Since 13 < 15, we update the neighbor's distance to 13. This "relaxation" found a shorter path to the neighbor through the current node.

Why Dijkstra's is Important

Dijkstra's algorithm is optimal and complete:

Optimal: It guarantees finding the shortest cost path
Complete: It will always find a solution if one exists

However, Dijkstra's explores nodes uniformly in all directions, which can be inefficient when we know the goal location. This limitation motivates more advanced algorithms like A*, which uses heuristics to guide the search more intelligently toward the goal.
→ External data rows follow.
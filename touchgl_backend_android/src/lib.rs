// Copyright 2026 the touchgl Authors
// SPDX-License-Identifier: Apache-2.0 OR MIT

//! Android surface glue for touchgl.
//!
//! This crate is the Rust side of a `GLSurfaceView`-style widget:
//!
//! - [`TouchSurface`]: receives pointer events from the platform and hands
//!   each one to a single [`TouchListener`]
//! - [`GestureListener`]: the listener that turns pointer events into
//!   move/scale/rotate signals on the application's
//!   [`GestureSink`](touchgl_core::gesture::GestureSink)
//! - [`SurfaceRenderer`]: receives the render thread's created/changed/draw
//!   callbacks and drives a [`RenderHost`](touchgl_render::RenderHost)
//! - [`SurfaceConfig`]: what the platform glue should ask EGL for
//!
//! The platform glue (JNI or `NativeActivity`) converts native motion events
//! into [`PointerEvent`](touchgl_core::pointer::PointerEvent)s, calls
//! [`TouchSurface::on_touch_event`] on the UI thread, and calls the
//! [`SurfaceRenderer`] callbacks on the render thread. Nothing here
//! synchronizes the two threads; the gesture sink is `Send` and the
//! application decides how its state reaches the next frame.
//!
//! Diagnostics go to the [`log`] facade.
//!
//! # Crate features
//!
//! - `trace` (disabled by default): Forwards trace events to an attached
//!   [`TraceSink`](touchgl_core::trace::TraceSink).

mod config;
mod listener;
mod redraw;
mod renderer;
mod surface;

pub use config::{EglConfig, RenderMode, SurfaceConfig};
pub use listener::GestureListener;
pub use redraw::RedrawRequester;
pub use renderer::SurfaceRenderer;
pub use surface::{TouchListener, TouchSurface};
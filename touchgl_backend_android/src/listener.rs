// Copyright 2026 the touchgl Authors
// SPDX-License-Identifier: Apache-2.0 OR MIT

//! The touch listener that turns pointer events into gesture signals.

use core::fmt;

use touchgl_core::gesture::{GestureRecognizer, GestureSink};
use touchgl_core::pointer::PointerEvent;
use touchgl_core::trace::{GestureTraceEvent, PointerTraceEvent, TraceSink, Tracer};

use crate::redraw::RedrawRequester;
use crate::surface::TouchListener;

/// Composes a [`GestureRecognizer`] with the application's [`GestureSink`].
///
/// For every event: the recognizer runs, each resulting signal is sent to
/// the sink (scale before move or rotate), a pinch update requests a redraw,
/// and the event is reported as consumed.
pub struct GestureListener<S> {
    recognizer: GestureRecognizer,
    sink: S,
    redraw: RedrawRequester,
    trace: Option<Box<dyn TraceSink + Send>>,
}

impl<S: fmt::Debug> fmt::Debug for GestureListener<S> {
    fn fmt(&self, f: &mut fmt::Formatter<'_>) -> fmt::Result {
        f.debug_struct("GestureListener")
            .field("recognizer", &self.recognizer)
            .field("sink", &self.sink)
            .field("redraw", &self.redraw)
            .field("traced", &self.trace.is_some())
            .finish()
    }
}

impl<S: GestureSink> GestureListener<S> {
    /// Creates a listener with the given recognizer.
    #[must_use]
    pub fn new(recognizer: GestureRecognizer, sink: S, redraw: RedrawRequester) -> Self {
        Self {
            recognizer,
            sink,
            redraw,
            trace: None,
        }
    }

    /// Forwards pointer and gesture events to `sink` (with the `trace`
    /// feature).
    #[must_use]
    pub fn with_trace_sink(mut self, sink: Box<dyn TraceSink + Send>) -> Self {
        self.trace = Some(sink);
        self
    }

    /// The application's sink.
    #[must_use]
    pub fn sink(&self) -> &S {
        &self.sink
    }

    /// The recognizer.
    #[must_use]
    pub fn recognizer(&self) -> &GestureRecognizer {
        &self.recognizer
    }

    /// Handles one event. Always returns `true`.
    pub fn handle(&mut self, event: &PointerEvent) -> bool {
        let mut tracer = match &mut self.trace {
            Some(sink) => Tracer::new(sink.as_mut()),
            None => Tracer::none(),
        };
        tracer.pointer_event(&PointerTraceEvent::from(event));

        let recognition = self.recognizer.recognize(event);
        for gesture in recognition.iter() {
            tracer.gesture(&GestureTraceEvent {
                time: event.time,
                gesture,
            });
            gesture.dispatch(&mut self.sink);
        }
        if recognition.wants_redraw() {
            self.redraw.request();
        }
        true
    }
}

impl<S: GestureSink + Send> TouchListener for GestureListener<S> {
    fn on_touch(&mut self, event: &PointerEvent) -> bool {
        self.handle(event)
    }
}
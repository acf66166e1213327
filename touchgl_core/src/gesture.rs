// Copyright 2026 the touchgl Authors
// SPDX-License-Identifier: Apache-2.0 OR MIT

//! Touch-to-transform gesture classification.
//!
//! Classification is split in two so it can be tested without a surface:
//!
//! - [`classify_motion`] and [`classify_scale`] are pure functions from a
//!   [`GestureConfig`] and measured input to a [`Gesture`].
//! - [`GestureRecognizer`] owns the only cross-event state (the pinch
//!   detector), runs both classifiers for each [`PointerEvent`] and returns a
//!   [`Recognition`] that is dispatched to a [`GestureSink`] separately.
//!
//! # Rules
//!
//! | Input | Signal |
//! |---|---|
//! | move, one pointer | `Move(vx · 0.02, −vy · 0.02)`, always |
//! | move, several pointers, `\|vx\| > 0.8` or `\|vy\| > 0.8` | `Rotate(vx · 4, vy · 4)` |
//! | move, several pointers, both axes within ±0.8 | nothing |
//! | pinch update with factor `f` | `Scale(clamp(f, 0.1, 5.0))` |
//!
//! Velocities are in pixels per millisecond. The move signal flips the
//! vertical axis to turn screen space (Y down) into world space (Y up).
//!
//! The host never accumulates scale: each report is the per-update ratio,
//! clamped, and accumulation is up to the sink.

use kurbo::Vec2;

use crate::pointer::PointerEvent;
use crate::scale::{ScaleDetector, ScaleDetectorConfig};
use crate::velocity::{VelocityConfig, VelocityTracker};

/// Tuning for gesture classification.
#[derive(Clone, Copy, Debug, PartialEq)]
pub struct GestureConfig {
    /// Multiplier from single-pointer velocity to a move delta.
    pub single_touch_factor: f64,
    /// Multiplier from multi-pointer velocity to a rotation delta.
    pub multi_touch_factor: f64,
    /// Multi-pointer velocities at or below this magnitude on both axes are
    /// dropped.
    pub velocity_limit: f64,
    /// Lower bound for reported scale factors.
    pub min_scale: f64,
    /// Upper bound for reported scale factors. Wins over `min_scale` if the
    /// two are inverted.
    pub max_scale: f64,
    /// Time base for velocities, in milliseconds.
    pub velocity_units_ms: u32,
    /// Per-axis velocity cap passed to the estimator. NaN disables the cap.
    pub max_velocity: f64,
}

impl GestureConfig {
    /// The stock tuning.
    pub const DEFAULT: Self = Self {
        single_touch_factor: 1.0 / 50.0,
        multi_touch_factor: 4.0,
        velocity_limit: 0.8,
        min_scale: 0.1,
        max_scale: 5.0,
        velocity_units_ms: 1,
        max_velocity: f64::MAX,
    };
}

impl Default for GestureConfig {
    fn default() -> Self {
        Self::DEFAULT
    }
}

/// A classified gesture signal.
#[derive(Clone, Copy, Debug, PartialEq)]
pub enum Gesture {
    /// No signal for this input.
    None,
    /// Single-pointer pan, in world units (Y up).
    Move(Vec2),
    /// Multi-pointer rotation delta.
    Rotate(Vec2),
    /// Clamped pinch scale factor.
    Scale(f64),
}

impl Gesture {
    /// Returns `true` for [`Gesture::None`].
    #[must_use]
    pub fn is_none(&self) -> bool {
        matches!(self, Self::None)
    }

    /// Sends this signal to `sink`. Returns `false` for [`Gesture::None`].
    pub fn dispatch<S: GestureSink + ?Sized>(self, sink: &mut S) -> bool {
        match self {
            Self::None => return false,
            Self::Move(delta) => sink.on_move(delta),
            Self::Rotate(delta) => sink.on_rotation(delta),
            Self::Scale(factor) => sink.on_scale(factor),
        }
        true
    }
}

/// Receives gesture signals. Implemented by the application.
///
/// Signals arrive on the input thread, which is not the render thread; the
/// implementation decides how its state reaches the next frame.
pub trait GestureSink {
    /// Single-pointer pan delta in world units (Y up).
    fn on_move(&mut self, delta: Vec2);

    /// Clamped per-update pinch scale factor.
    fn on_scale(&mut self, factor: f64);

    /// Multi-pointer rotation delta.
    fn on_rotation(&mut self, delta: Vec2);
}

/// Classifies a move with `pointer_count` pointers and measured `velocity`.
#[must_use]
pub fn classify_motion(config: &GestureConfig, pointer_count: usize, velocity: Vec2) -> Gesture {
    match pointer_count {
        0 => Gesture::None,
        1 => Gesture::Move(Vec2::new(
            velocity.x * config.single_touch_factor,
            -velocity.y * config.single_touch_factor,
        )),
        _ => {
            let limit = config.velocity_limit;
            if velocity.x.abs() > limit || velocity.y.abs() > limit {
                Gesture::Rotate(velocity * config.multi_touch_factor)
            } else {
                Gesture::None
            }
        }
    }
}

/// Classifies a pinch update with the recognizer's raw `factor`.
///
/// Unlike [`f64::clamp`], inverted bounds do not panic: the result is
/// `max_scale`.
#[must_use]
pub fn classify_scale(config: &GestureConfig, factor: f64) -> Gesture {
    Gesture::Scale(factor.max(config.min_scale).min(config.max_scale))
}

/// The signals produced by one event, in dispatch order.
#[derive(Clone, Copy, Debug, PartialEq)]
pub struct Recognition {
    /// Pinch signal; fires before motion, and independently of it.
    pub scale: Gesture,
    /// Move or rotate signal.
    pub motion: Gesture,
}

impl Recognition {
    /// A recognition with no signals.
    pub const NONE: Self = Self {
        scale: Gesture::None,
        motion: Gesture::None,
    };

    /// Iterates the signals that fired, scale first.
    pub fn iter(&self) -> impl Iterator<Item = Gesture> {
        [self.scale, self.motion].into_iter().filter(|g| !g.is_none())
    }

    /// Returns `true` if a pinch update fired, which warrants a redraw.
    #[must_use]
    pub fn wants_redraw(&self) -> bool {
        !self.scale.is_none()
    }

    /// Sends every signal to `sink`, scale first. Returns the number sent.
    pub fn dispatch<S: GestureSink + ?Sized>(self, sink: &mut S) -> usize {
        self.iter().filter(|g| g.dispatch(sink)).count()
    }
}

/// Turns pointer events into gesture signals.
///
/// The pinch detector is the only state that survives between events; a
/// fresh [`VelocityTracker`] is created and dropped for every move.
#[derive(Clone, Debug)]
pub struct GestureRecognizer {
    config: GestureConfig,
    velocity: VelocityConfig,
    scale: ScaleDetector,
}

impl Default for GestureRecognizer {
    fn default() -> Self {
        Self::new(
            GestureConfig::DEFAULT,
            VelocityConfig::DEFAULT,
            ScaleDetectorConfig::DEFAULT,
        )
    }
}

impl GestureRecognizer {
    /// Creates a recognizer.
    #[must_use]
    pub fn new(config: GestureConfig, velocity: VelocityConfig, scale: ScaleDetectorConfig) -> Self {
        Self {
            config,
            velocity,
            scale: ScaleDetector::new(scale),
        }
    }

    /// The classification tuning.
    #[must_use]
    pub fn config(&self) -> &GestureConfig {
        &self.config
    }

    /// The pinch detector.
    #[must_use]
    pub fn scale_detector(&self) -> &ScaleDetector {
        &self.scale
    }

    /// Measures the primary pointer's velocity from `event` alone.
    #[must_use]
    pub fn measure_velocity(&self, event: &PointerEvent) -> Vec2 {
        let mut tracker = VelocityTracker::new(self.velocity);
        tracker.add_movement(event);
        tracker.compute_current_velocity(self.config.velocity_units_ms, self.config.max_velocity)
    }

    /// Classifies one event.
    ///
    /// Every event feeds the pinch detector. Only moves are classified for
    /// pan or rotation.
    pub fn recognize(&mut self, event: &PointerEvent) -> Recognition {
        let scale = match self.scale.on_pointer_event(event) {
            Some(update) => classify_scale(&self.config, update.scale_factor),
            None => Gesture::None,
        };
        let motion = if event.is_move() {
            let velocity = self.measure_velocity(event);
            classify_motion(&self.config, event.pointer_count(), velocity)
        } else {
            Gesture::None
        };
        Recognition { scale, motion }
    }
}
Comparison of Dijkstra and A* search patterns — Dijkstra's (left) explores uniformly, while A* (right) focuses toward the goal

Understanding these fundamentals provides the foundation for more advanced pathfinding algorithms. Dijkstra's guarantees optimality but can be slow, while algorithms like A* add heuristics to improve efficiency, and RRT handles complex, high-dimensional spaces where traditional grid-based approaches become impractical.

What is the main limitation of Dijkstra's algorithm that motivates the development of A*?

A

It explores uniformly in all directions, wasting time on areas away from the goal

B

It cannot handle graphs with negative edge weights

C

It does not guarantee finding the optimal path

D

It cannot work with weighted graphs

Dijkstra's algorithm explores nodes in order of their distance from the start, spending more time exploring areas that are far from the goal direction. A* improves upon this by using a heuristic to estimate the distance to the goal, allowing it to preferentially explore nodes that are more likely to lead to the optimal path. This makes A* much more efficient in practice while maintaining optimality guarantees.

These concepts form the building blocks for understanding how robots make intelligent navigation decisions, balancing optimality, efficiency, and practical constraints in real-world environments.